This week the Atlantic City Police Department faced a dilemma that’s becoming sadly too familiar: The city of 39,000 saw six deaths from drug overdoses in the span of seven days. On Wednesday, officers responded to six overdose calls between the hours of 4:00 pm and 10:00 pm alone. Two of those overdoses were fatal. The other four people were saved, temporarily at least, by first responders who administered the opioid antagonist Narcan, which blocks opioid receptors and stops the effects on someone overdosing on heroin or heroin-related drugs like OxyContin or hydrocodone. The ACPD took the sensible step of making a public safety announcement that a “potentially bad batch” of heroin was circulating in the Atlantic City area.
The skyrocketing cost of Narcan—the lifesaving opioid antidote used to revive people in overdose—is impacting budgeting decisions for at least one South Jersey police department.
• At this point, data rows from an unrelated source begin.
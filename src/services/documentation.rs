use utoipa::OpenApi;

#[derive(OpenApi)]
/// Aggregated OpenAPI document for Spin Wheel Back.
#[openapi(
    paths(
        crate::routes::health::healthcheck,
        crate::routes::wheel::wheel_snapshot,
        crate::routes::wheel::add_option,
        crate::routes::wheel::reset_wheel,
        crate::routes::spin::spin,
        crate::routes::completion::pending_assignments,
        crate::routes::completion::submit_completion,
        crate::routes::completion::leaderboard,
        crate::routes::email::send_result_email,
        crate::routes::sync::sync_status,
        crate::routes::sync::probe_remote,
    ),
    components(
        schemas(
            crate::dto::health::HealthResponse,
            crate::dto::common::ActionResponse,
            crate::dto::wheel::AddOptionRequest,
            crate::dto::wheel::OptionSummary,
            crate::dto::wheel::WheelSnapshotResponse,
            crate::dto::spin::SpinResponse,
            crate::dto::spin::SpinOutcomeDto,
            crate::dto::completion::SubmitCompletionRequest,
            crate::dto::completion::AssignmentSummary,
            crate::dto::completion::LeaderboardRow,
            crate::dto::email::SendResultEmailRequest,
            crate::dto::sync::SyncStatusResponse,
        )
    ),
    tags(
        (name = "wheel", description = "Option registration and wheel snapshots"),
        (name = "spin", description = "Spin execution"),
        (name = "completion", description = "Task completions and leaderboard"),
        (name = "email", description = "Result email delivery"),
        (name = "sync", description = "Shared-state sync diagnostics"),
        (name = "health", description = "Health check endpoints"),
    )
)]
pub struct ApiDoc;
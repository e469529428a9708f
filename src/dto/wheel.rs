use serde::{Deserialize, Serialize};
use utoipa::ToSchema;
use validator::Validate;

use crate::{
    dao::models::{WheelOption, WheelState},
    dto::{completion::AssignmentSummary, format_epoch_ms},
};

/// Payload registering a new option on the wheel.
#[derive(Debug, Deserialize, ToSchema, Validate)]
pub struct AddOptionRequest {
    /// Display name, must be unique case-insensitively.
    #[validate(length(min = 1, message = "Option name is required."))]
    pub name: String,
    /// Optional free-text description.
    #[serde(default)]
    pub description: String,
    /// How many times the option may be selected.
    #[validate(range(min = 1, message = "Usage limit must be at least 1."))]
    pub limit: u32,
}

/// Public projection of one registered option.
#[derive(Debug, Serialize, ToSchema)]
pub struct OptionSummary {
    /// Display name.
    pub name: String,
    /// Free-text description.
    pub description: String,
    /// Total allowed selections.
    pub limit: u32,
    /// Selections still available.
    pub remaining: u32,
    /// Whether the option has been used up.
    pub depleted: bool,
}

impl From<&WheelOption> for OptionSummary {
    fn from(option: &WheelOption) -> Self {
        Self {
            name: option.name.clone(),
            description: option.description.clone(),
            limit: option.limit,
            remaining: option.remaining,
            depleted: option.remaining == 0,
        }
    }
}

/// Full wheel snapshot polled by viewers.
#[derive(Debug, Serialize, ToSchema)]
pub struct WheelSnapshotResponse {
    /// Every registered option, active and depleted.
    pub options: Vec<OptionSummary>,
    /// Names of options still in the pool, in display order.
    pub active_labels: Vec<String>,
    /// Whether a spin can currently produce a winner.
    pub can_spin: bool,
    /// Last-issued spin identifier.
    pub spin_id: u64,
    /// Assignments awaiting a completion, sorted by spin id.
    pub pending_assignments: Vec<AssignmentSummary>,
    /// Number of completed assignments.
    pub completed_count: usize,
    /// Which backend served this snapshot ("local" or "remote").
    pub backend: String,
    /// Last write time of the document.
    pub updated_at: String,
}

impl WheelSnapshotResponse {
    /// Build the snapshot projection from the canonical document.
    pub fn from_state(state: &WheelState, backend: &'static str) -> Self {
        let pool = state.pool_indices();
        let active_labels: Vec<String> = pool
            .iter()
            .map(|&index| state.options[index].name.clone())
            .collect();

        let mut pending_assignments: Vec<AssignmentSummary> = state
            .assignments
            .iter()
            .filter(|assignment| assignment.completed_at_ms.is_none())
            .map(AssignmentSummary::from)
            .collect();
        pending_assignments.sort_by_key(|assignment| assignment.spin_id);

        let completed_count = state
            .assignments
            .iter()
            .filter(|assignment| assignment.completed_at_ms.is_some())
            .count();

        Self {
            options: state.options.iter().map(OptionSummary::from).collect(),
            can_spin: !active_labels.is_empty(),
            active_labels,
            spin_id: state.spin_id,
            pending_assignments,
            completed_count,
            backend: backend.to_string(),
            updated_at: format_epoch_ms(state.updated_at_ms),
        }
    }
}
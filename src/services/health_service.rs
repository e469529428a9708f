use crate::{dto::health::HealthResponse, state::SharedState};

/// Respond with the current health status.
///
/// The service is degraded when a remote backend is configured but the
/// session is pinned to the local store after a failure.
pub async fn health_status(state: &SharedState) -> HealthResponse {
    let coordinator = state.coordinator();
    let degraded = coordinator.remote().is_some() && coordinator.session().force_local();

    if degraded {
        HealthResponse::degraded()
    } else {
        HealthResponse::ok()
    }
}
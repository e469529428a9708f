use axum::{
    Json, Router,
    extract::{Path, State},
    routing::post,
};
use validator::Validate;

use crate::{
    dto::{common::ActionResponse, email::SendResultEmailRequest},
    error::AppError,
    services::email_service,
    state::SharedState,
};

/// Routes for mailing spin results.
pub fn router() -> Router<SharedState> {
    Router::new().route("/spins/{spin_id}/email", post(send_result_email))
}

/// Email a spin's assigned task to a recipient. Repeated requests for the
/// same spin and recipient are acknowledged without re-sending.
#[utoipa::path(
    post,
    path = "/spins/{spin_id}/email",
    tag = "email",
    params(
        ("spin_id" = u64, Path, description = "Spin whose result to send")
    ),
    request_body = SendResultEmailRequest,
    responses(
        (status = 200, description = "Send outcome", body = ActionResponse),
        (status = 503, description = "No email transport configured")
    )
)]
pub async fn send_result_email(
    State(state): State<SharedState>,
    Path(spin_id): Path<u64>,
    Json(payload): Json<SendResultEmailRequest>,
) -> Result<Json<ActionResponse>, AppError> {
    payload.validate()?;
    let reply = email_service::send_result_email(&state, spin_id, &payload.recipient).await?;
    Ok(Json(reply.into()))
}
use axum::Router;
use utoipa::OpenApi;
use utoipa_swagger_ui::SwaggerUi;

use crate::{services::documentation::ApiDoc, state::SharedState};

/// Serve the Swagger UI for the wheel API at `/docs`.
pub fn router(state: SharedState) -> Router<SharedState> {
    let docs: Router<SharedState> = SwaggerUi::new("/docs")
        .url("/api-doc/openapi.json", ApiDoc::openapi())
        .into();

    docs.with_state(state)
}
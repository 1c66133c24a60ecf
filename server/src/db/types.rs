use std::str::FromStr;

use chrono::{DateTime, Utc};
use shared::{ContributionRecord, LeaderboardEntry, PrState, SyncError};

#[derive(Debug, Clone, sqlx::FromRow)]
pub struct ContributionRow {
    pub repo_full_name: String,
    pub pr_number: i64,
    pub author_login: String,
    pub state: String,
    pub merged_at: Option<DateTime<Utc>>,
    pub additions: i64,
    pub deletions: i64,
}

impl TryFrom<ContributionRow> for ContributionRecord {
    type Error = SyncError;

    fn try_from(row: ContributionRow) -> Result<Self, Self::Error> {
        let state = PrState::from_str(&row.state).map_err(|_| {
            SyncError::store(format!(
                "unknown state {:?} stored for {}#{}",
                row.state, row.repo_full_name, row.pr_number
            ))
        })?;
        Ok(Self {
            repo_full_name: row.repo_full_name,
            pr_number: row.pr_number as u64,
            author_login: row.author_login,
            state,
            merged_at: row.merged_at,
            additions: row.additions as u64,
            deletions: row.deletions as u64,
        })
    }
}

#[derive(Debug, Clone, sqlx::FromRow)]
pub struct LeaderboardRow {
    pub contributor_login: String,
    pub merged_pr_count: i64,
    pub points: i64,
    pub rank: i32,
}

impl From<LeaderboardRow> for LeaderboardEntry {
    fn from(row: LeaderboardRow) -> Self {
        Self {
            contributor_login: row.contributor_login,
            merged_pr_count: row.merged_pr_count as u64,
            points: row.points as u64,
            rank: row.rank as u32,
        }
    }
}
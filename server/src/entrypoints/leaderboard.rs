use rocket::{serde::json::Json, State};

use super::types::{
    avatar_url, ApiError, ContributorResponse, LeaderboardResponse, PaginatedResponse,
};
use crate::db::SharedStore;

#[utoipa::path(context_path = "/api/leaderboard", responses(
    (status = 200, description = "Get the contributor leaderboard", body = PaginatedLeaderboardResponse)
))]
#[get("/?<page>&<limit>")]
async fn get_leaderboard(
    store: &State<SharedStore>,
    page: Option<u64>,
    limit: Option<u64>,
) -> Result<Json<PaginatedResponse<LeaderboardResponse>>, ApiError> {
    let page = super::clamp_page(page);
    let limit = super::clamp_limit(limit);
    let (entries, total) = store.leaderboard_page(page, limit).await?;
    Ok(Json(PaginatedResponse::new(
        entries.into_iter().map(Into::into).collect(),
        page.saturating_add(1),
        limit,
        total,
    )))
}

#[utoipa::path(context_path = "/api/leaderboard", responses(
    (status = 200, description = "Get a contributor's standing and pull requests", body = ContributorResponse),
    (status = 404, description = "Unknown contributor", body = ErrorResponse)
))]
#[get("/<login>")]
async fn get_contributor(
    store: &State<SharedStore>,
    login: &str,
) -> Result<Option<Json<ContributorResponse>>, ApiError> {
    let entry = store.leaderboard_entry(login).await?;
    let contributions = store.author_contributions(login).await?;
    if entry.is_none() && contributions.is_empty() {
        return Ok(None);
    }

    Ok(Some(Json(ContributorResponse {
        login: login.to_string(),
        avatar_url: avatar_url(login),
        leaderboard: entry.map(Into::into),
        contributions: contributions.into_iter().map(Into::into).collect(),
    })))
}

pub fn stage() -> rocket::fairing::AdHoc {
    rocket::fairing::AdHoc::on_ignite("Installing leaderboard entrypoints", |rocket| async {
        rocket.mount(
            "/api/leaderboard",
            rocket::routes![get_leaderboard, get_contributor],
        )
    })
}
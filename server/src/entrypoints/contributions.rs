use rocket::{serde::json::Json, State};
use shared::RepoName;

use super::types::{ApiError, ContributionResponse, PaginatedResponse};
use crate::db::SharedStore;

#[utoipa::path(context_path = "/api/repos", responses(
    (status = 200, description = "Get a repository's pull requests, newest first", body = PaginatedContributionResponse),
    (status = 400, description = "Invalid repository name", body = ErrorResponse)
))]
#[get("/<owner>/<repo>/contributions?<page>&<limit>")]
async fn get_repo_contributions(
    store: &State<SharedStore>,
    owner: &str,
    repo: &str,
    page: Option<u64>,
    limit: Option<u64>,
) -> Result<Json<PaginatedResponse<ContributionResponse>>, ApiError> {
    let repo = RepoName::new(owner, repo)?;
    let page = super::clamp_page(page);
    let limit = super::clamp_limit(limit);
    let (records, total) = store.repo_contributions(&repo, page, limit).await?;
    Ok(Json(PaginatedResponse::new(
        records.into_iter().map(Into::into).collect(),
        page.saturating_add(1),
        limit,
        total,
    )))
}

pub fn stage() -> rocket::fairing::AdHoc {
    rocket::fairing::AdHoc::on_ignite("Installing repository entrypoints", |rocket| async {
        rocket.mount("/api/repos", rocket::routes![get_repo_contributions])
    })
}
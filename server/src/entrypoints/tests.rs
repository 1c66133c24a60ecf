use std::sync::Arc;

use rocket::{
    http::{ContentType, Header, Status},
    local::asynchronous::{Client, LocalResponse},
    tokio::{self, sync::Notify},
};
use serde_json::{json, Value};
use shared::PointsFormula;

use crate::{
    auth::AdminToken,
    config::Env,
    db::{ContributionStore, SharedStore},
    sync::{self, SyncPhase, SyncService},
    test_utils::{raw_pr, repo, FailingStore, ScriptedSource},
};

const TOKEN: &str = "secret";

fn demo_source() -> ScriptedSource {
    ScriptedSource::new(vec![
        Ok(raw_pr("octo/demo", 1, "alice", true)),
        Ok(raw_pr("octo/demo", 2, "bob", false)),
        Ok(raw_pr("octo/demo", 3, "alice", true)),
    ])
}

async fn client(source: ScriptedSource) -> Client {
    let rocket = crate::build(
        Env::in_memory(TOKEN),
        Arc::new(source),
        Arc::new(PointsFormula::default()),
    )
    .unwrap();
    Client::tracked(rocket).await.unwrap()
}

async fn trigger_sync<'c>(
    client: &'c Client,
    repo: &str,
    token: Option<&str>,
) -> LocalResponse<'c> {
    let mut request = client
        .post("/api/admin/sync")
        .header(ContentType::JSON)
        .body(json!({ "repoFullName": repo }).to_string());
    if let Some(token) = token {
        request = request.header(Header::new("Authorization", format!("Bearer {token}")));
    }
    request.dispatch().await
}

async fn body(response: LocalResponse<'_>) -> Value {
    response.into_json::<Value>().await.unwrap()
}

#[rocket::async_test]
async fn sync_requires_admin_token() {
    let client = client(demo_source()).await;

    let response = trigger_sync(&client, "octo/demo", None).await;
    assert_eq!(response.status(), Status::Unauthorized);
    assert_eq!(body(response).await["code"], 401);

    let response = trigger_sync(&client, "octo/demo", Some("wrong")).await;
    assert_eq!(response.status(), Status::Unauthorized);

    let (entries, _) = client
        .rocket()
        .state::<SharedStore>()
        .unwrap()
        .leaderboard_page(0, 10)
        .await
        .unwrap();
    assert!(entries.is_empty());
}

#[rocket::async_test]
async fn sync_then_read_leaderboard() {
    let client = client(demo_source()).await;

    let response = trigger_sync(&client, "octo/demo", Some(TOKEN)).await;
    assert_eq!(response.status(), Status::Ok);
    let summary = body(response).await;
    assert_eq!(summary["repoFullName"], "octo/demo");
    assert_eq!(summary["prsProcessed"], 3);
    assert_eq!(summary["upserted"], 3);
    assert_eq!(summary["leaderboardUpdated"], true);
    assert_eq!(summary["truncated"], false);
    assert_eq!(summary["success"], true);

    let response = client.get("/api/leaderboard").dispatch().await;
    assert_eq!(response.status(), Status::Ok);
    let page = body(response).await;
    assert_eq!(page["total_records"], 1);
    assert_eq!(page["page"], 1);
    assert_eq!(
        page["records"][0],
        json!({
            "contributorLogin": "alice",
            "mergedPRCount": 2,
            "points": 20,
            "rank": 1,
            "avatarUrl": "https://github.com/alice.png",
        })
    );
}

#[rocket::async_test]
async fn invalid_repository_is_rejected() {
    let client = client(demo_source()).await;

    let response = trigger_sync(&client, "not-a-repo", Some(TOKEN)).await;
    assert_eq!(response.status(), Status::BadRequest);
    let error = body(response).await;
    assert_eq!(error["code"], 400);
    assert!(error["error"].as_str().unwrap().contains("not-a-repo"));
}

#[rocket::async_test]
async fn repository_contributions_are_paginated() {
    let client = client(demo_source()).await;
    trigger_sync(&client, "octo/demo", Some(TOKEN)).await;

    let response = client
        .get("/api/repos/Octo/Demo/contributions?limit=2")
        .dispatch()
        .await;
    assert_eq!(response.status(), Status::Ok);
    let page = body(response).await;
    assert_eq!(page["total_records"], 3);
    assert_eq!(page["total_pages"], 2);
    assert_eq!(page["records"][0]["prNumber"], 3);
    assert_eq!(page["records"][0]["state"], "merged");
    assert_eq!(
        page["records"][0]["link"],
        "https://github.com/octo/demo/pull/3"
    );
    assert_eq!(page["records"][1]["prNumber"], 2);
    assert_eq!(page["records"][1]["mergedAt"], Value::Null);
}

#[rocket::async_test]
async fn contributor_endpoint() {
    let client = client(demo_source()).await;
    trigger_sync(&client, "octo/demo", Some(TOKEN)).await;

    let response = client.get("/api/leaderboard/bob").dispatch().await;
    assert_eq!(response.status(), Status::Ok);
    let bob = body(response).await;
    assert_eq!(bob["leaderboard"], Value::Null);
    assert_eq!(bob["contributions"].as_array().unwrap().len(), 1);

    let response = client.get("/api/leaderboard/alice").dispatch().await;
    let alice = body(response).await;
    assert_eq!(alice["leaderboard"]["rank"], 1);
    assert_eq!(alice["contributions"].as_array().unwrap().len(), 2);

    let response = client.get("/api/leaderboard/nobody").dispatch().await;
    assert_eq!(response.status(), Status::NotFound);
    assert_eq!(body(response).await["code"], 404);
}

#[rocket::async_test]
async fn concurrent_sync_returns_conflict() {
    let gate = Arc::new(Notify::new());
    let client = client(demo_source().gated(gate.clone())).await;
    let service = client
        .rocket()
        .state::<Arc<SyncService>>()
        .unwrap()
        .clone();

    let running = tokio::spawn({
        let service = service.clone();
        async move { service.sync(&repo("octo/demo")).await }
    });
    while service.phase(&repo("octo/demo")) == SyncPhase::Idle {
        tokio::task::yield_now().await;
    }

    let response = trigger_sync(&client, "octo/demo", Some(TOKEN)).await;
    assert_eq!(response.status(), Status::Conflict);

    let response = client
        .get("/api/admin/sync")
        .header(Header::new("Authorization", format!("Bearer {TOKEN}")))
        .dispatch()
        .await;
    assert_eq!(
        body(response).await,
        json!({ "inFlight": [{ "repoFullName": "octo/demo", "phase": "fetching" }] })
    );

    gate.notify_one();
    assert!(running.await.unwrap().is_ok());
}

#[rocket::async_test]
async fn store_failure_maps_to_service_unavailable() {
    let store: SharedStore = Arc::new(FailingStore::default());
    let rocket = rocket::build()
        .manage(AdminToken(TOKEN.to_string()))
        .manage(store)
        .attach(sync::stage(
            Arc::new(demo_source()),
            Arc::new(PointsFormula::default()),
            true,
        ))
        .attach(super::stage());
    let client = Client::tracked(rocket).await.unwrap();

    let response = trigger_sync(&client, "octo/demo", Some(TOKEN)).await;
    assert_eq!(response.status(), Status::ServiceUnavailable);

    let response = client.get("/api/leaderboard").dispatch().await;
    assert_eq!(response.status(), Status::ServiceUnavailable);
}

#[rocket::async_test]
async fn serves_openapi_document() {
    let client = client(demo_source()).await;
    let response = client.get("/api-docs/openapi.json").dispatch().await;
    assert_eq!(response.status(), Status::Ok);
    let doc = body(response).await;
    assert!(doc["paths"]["/api/admin/sync"].is_object());
    assert!(doc["paths"]["/api/leaderboard/{login}"].is_object());
    assert!(doc["components"]["schemas"]["SyncSummary"].is_object());
}

#[rocket::async_test]
async fn huge_page_number_returns_an_empty_page() {
    let client = client(demo_source()).await;
    trigger_sync(&client, "octo/demo", Some(TOKEN)).await;

    for uri in [
        "/api/leaderboard?page=18446744073709551615",
        "/api/repos/octo/demo/contributions?page=18446744073709551615&limit=100",
    ] {
        let response = client.get(uri).dispatch().await;
        assert_eq!(response.status(), Status::Ok, "{uri}");
        let page = body(response).await;
        assert_eq!(page["records"], json!([]), "{uri}");
        assert_eq!(page["page"], super::MAX_PAGE + 1, "{uri}");
    }
}
use chrono::{DateTime, Utc};
use serde::{Deserialize, Serialize};
use strum::{AsRefStr, Display, EnumString};

use crate::GithubHandle;

#[derive(
    Debug, Clone, Copy, PartialEq, Eq, Hash, Serialize, Deserialize, Display, EnumString, AsRefStr,
)]
#[serde(rename_all = "snake_case")]
#[strum(serialize_all = "snake_case")]
pub enum PrState {
    Open,
    Merged,
    Closed,
}

impl PrState {
    pub fn is_merged(self) -> bool {
        self == PrState::Merged
    }
}

/// A pull request as the leaderboard sees it. Unique by `(repo_full_name, pr_number)`.
#[derive(Debug, Clone, PartialEq, Eq, Serialize, Deserialize)]
#[serde(rename_all = "camelCase")]
pub struct ContributionRecord {
    pub repo_full_name: String,
    pub pr_number: u64,
    pub author_login: GithubHandle,
    pub state: PrState,
    /// Set iff `state` is [`PrState::Merged`].
    pub merged_at: Option<DateTime<Utc>>,
    pub additions: u64,
    pub deletions: u64,
}

impl ContributionRecord {
    pub fn key(&self) -> (String, u64) {
        (self.repo_full_name.clone(), self.pr_number)
    }

    pub fn is_merged(&self) -> bool {
        self.state.is_merged()
    }

    pub fn lines_changed(&self) -> u64 {
        self.additions.saturating_add(self.deletions)
    }

    pub fn pr_link(&self) -> String {
        format!(
            "https://github.com/{}/pull/{}",
            self.repo_full_name, self.pr_number
        )
    }
}
use std::sync::Arc;

use chrono::Utc;
use futures::StreamExt;
use rocket::{fairing::AdHoc, tokio::sync::Mutex, Build, Rocket};
use serde::{Deserialize, Serialize};
use shared::{normalize, PullRequestSource, RepoName, Scoring, SyncError, UpsertOutcome};
use strum::Display;
use tracing::{info, instrument, warn};
use utoipa::ToSchema;

use crate::db::SharedStore;

mod lock;
pub mod scheduled;

pub use lock::{SyncGuard, SyncLocks};

#[derive(
    Debug, Clone, Copy, Default, PartialEq, Eq, Hash, Serialize, Deserialize, Display, ToSchema,
)]
#[serde(rename_all = "snake_case")]
#[strum(serialize_all = "snake_case")]
pub enum SyncPhase {
    #[default]
    Idle,
    Fetching,
    Normalizing,
    Upserting,
    Aggregating,
}

#[derive(Debug, Clone, Default, PartialEq, Eq, Serialize, Deserialize, ToSchema)]
#[serde(rename_all = "camelCase")]
pub struct SyncSummary {
    pub repo_full_name: String,
    /// Pull requests that reached the store.
    pub prs_processed: u64,
    pub created: u64,
    pub updated: u64,
    pub unchanged: u64,
    /// Pull requests that failed to fetch or normalize.
    pub skipped: u64,
    pub upserted: u64,
    pub leaderboard_size: u64,
    pub leaderboard_updated: bool,
    /// Fetching stopped early because GitHub rate limited us.
    pub truncated: bool,
    pub success: bool,
    pub retry_after_secs: Option<u64>,
}

impl SyncSummary {
    fn new(repo: &RepoName) -> Self {
        Self {
            repo_full_name: repo.full_name(),
            ..Default::default()
        }
    }

    fn tally(&mut self, outcome: UpsertOutcome) {
        self.prs_processed += 1;
        match outcome {
            UpsertOutcome::Created => self.created += 1,
            UpsertOutcome::Updated => self.updated += 1,
            UpsertOutcome::Unchanged => self.unchanged += 1,
        }
    }
}

/// Runs fetch, normalize, upsert and aggregate for one repository at a time.
pub struct SyncService {
    source: Arc<dyn PullRequestSource>,
    store: SharedStore,
    scoring: Arc<dyn Scoring>,
    locks: SyncLocks,
    /// Leaderboard rebuilds touch every repository's records, so they run one at a time.
    aggregation: Mutex<()>,
    incremental: bool,
}

impl SyncService {
    pub fn new(
        source: Arc<dyn PullRequestSource>,
        store: SharedStore,
        scoring: Arc<dyn Scoring>,
        incremental: bool,
    ) -> Self {
        Self {
            source,
            store,
            scoring,
            locks: SyncLocks::default(),
            aggregation: Mutex::new(()),
            incremental,
        }
    }

    pub fn store(&self) -> &SharedStore {
        &self.store
    }

    pub fn phase(&self, repo: &RepoName) -> SyncPhase {
        self.locks.phase(repo)
    }

    pub fn in_flight(&self) -> Vec<(RepoName, SyncPhase)> {
        self.locks.snapshot()
    }

    #[instrument(skip(self, repo), fields(repo = %repo))]
    pub async fn sync(&self, repo: &RepoName) -> Result<SyncSummary, SyncError> {
        let guard = self.locks.acquire(repo)?;
        let started_at = Utc::now();
        let since = if self.incremental {
            self.store.sync_cursor(repo).await?
        } else {
            None
        };
        let mut summary = SyncSummary::new(repo);
        let full_name = repo.full_name();

        let mut pull_requests = self.source.pull_requests(repo, since);
        while let Some(item) = pull_requests.next().await {
            let raw = match item {
                Ok(raw) => raw,
                Err(SyncError::RateLimited { retry_after }) => {
                    warn!(
                        "Rate limited after {} pull requests, retry in {}s",
                        summary.prs_processed,
                        retry_after.as_secs()
                    );
                    summary.truncated = true;
                    summary.retry_after_secs = Some(retry_after.as_secs());
                    break;
                }
                Err(e) => {
                    warn!("Skipping unreadable page or pull request: {e}");
                    summary.skipped += 1;
                    continue;
                }
            };

            guard.set_phase(SyncPhase::Normalizing);
            let record = match normalize(raw) {
                Ok(record) if record.repo_full_name == full_name => record,
                Ok(record) => {
                    warn!(
                        "Skipping {}#{}: belongs to another repository",
                        record.repo_full_name, record.pr_number
                    );
                    summary.skipped += 1;
                    guard.set_phase(SyncPhase::Fetching);
                    continue;
                }
                Err(e) => {
                    warn!("Skipping pull request: {e}");
                    summary.skipped += 1;
                    guard.set_phase(SyncPhase::Fetching);
                    continue;
                }
            };

            guard.set_phase(SyncPhase::Upserting);
            let outcome = self.store.upsert(record).await?;
            summary.tally(outcome);
            guard.set_phase(SyncPhase::Fetching);
        }
        drop(pull_requests);

        guard.set_phase(SyncPhase::Aggregating);
        let rebuild = {
            let _aggregating = self.aggregation.lock().await;
            self.store.rebuild_leaderboard(self.scoring.as_ref()).await?
        };
        summary.leaderboard_updated = rebuild.updated;
        summary.leaderboard_size = rebuild.entries.len() as u64;
        summary.upserted = summary.created + summary.updated;
        summary.success = !summary.truncated && summary.skipped == 0;

        if self.incremental && summary.success {
            self.store.set_sync_cursor(repo, started_at).await?;
        }

        info!(
            processed = summary.prs_processed,
            created = summary.created,
            updated = summary.updated,
            unchanged = summary.unchanged,
            skipped = summary.skipped,
            truncated = summary.truncated,
            leaderboard_updated = summary.leaderboard_updated,
            "Sync finished"
        );
        Ok(summary)
    }
}

/// Manages the [`SyncService`]. Must be attached after the store is managed.
pub fn stage(
    source: Arc<dyn PullRequestSource>,
    scoring: Arc<dyn Scoring>,
    incremental: bool,
) -> AdHoc {
    AdHoc::try_on_ignite("Sync service", move |rocket: Rocket<Build>| async move {
        let Some(store) = rocket.state::<SharedStore>().cloned() else {
            rocket::error!("Contribution store is not configured");
            return Err(rocket);
        };
        let service = SyncService::new(source, store, scoring, incremental);
        Ok(rocket.manage(Arc::new(service)))
    })
}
Pleasantville Chief Sean Riggin said the cost of a dose of Narcan has increased between 200% and 400% for his department (depending on how you estimate), while at the same time the number of doses the city uses has spiked. “We had to put it in as a line-item in the budget this year,” he said. “Narcan is staggeringly expensive.”
Riggin sat down with Breaking AC and Route 40 yesterday at Gary’s Restaurant in Pleasantville for an interview that covered a range of topics.
“Our budget is not increasing for next year, and our Narcan cost is, so other things are going to get cut,” he said.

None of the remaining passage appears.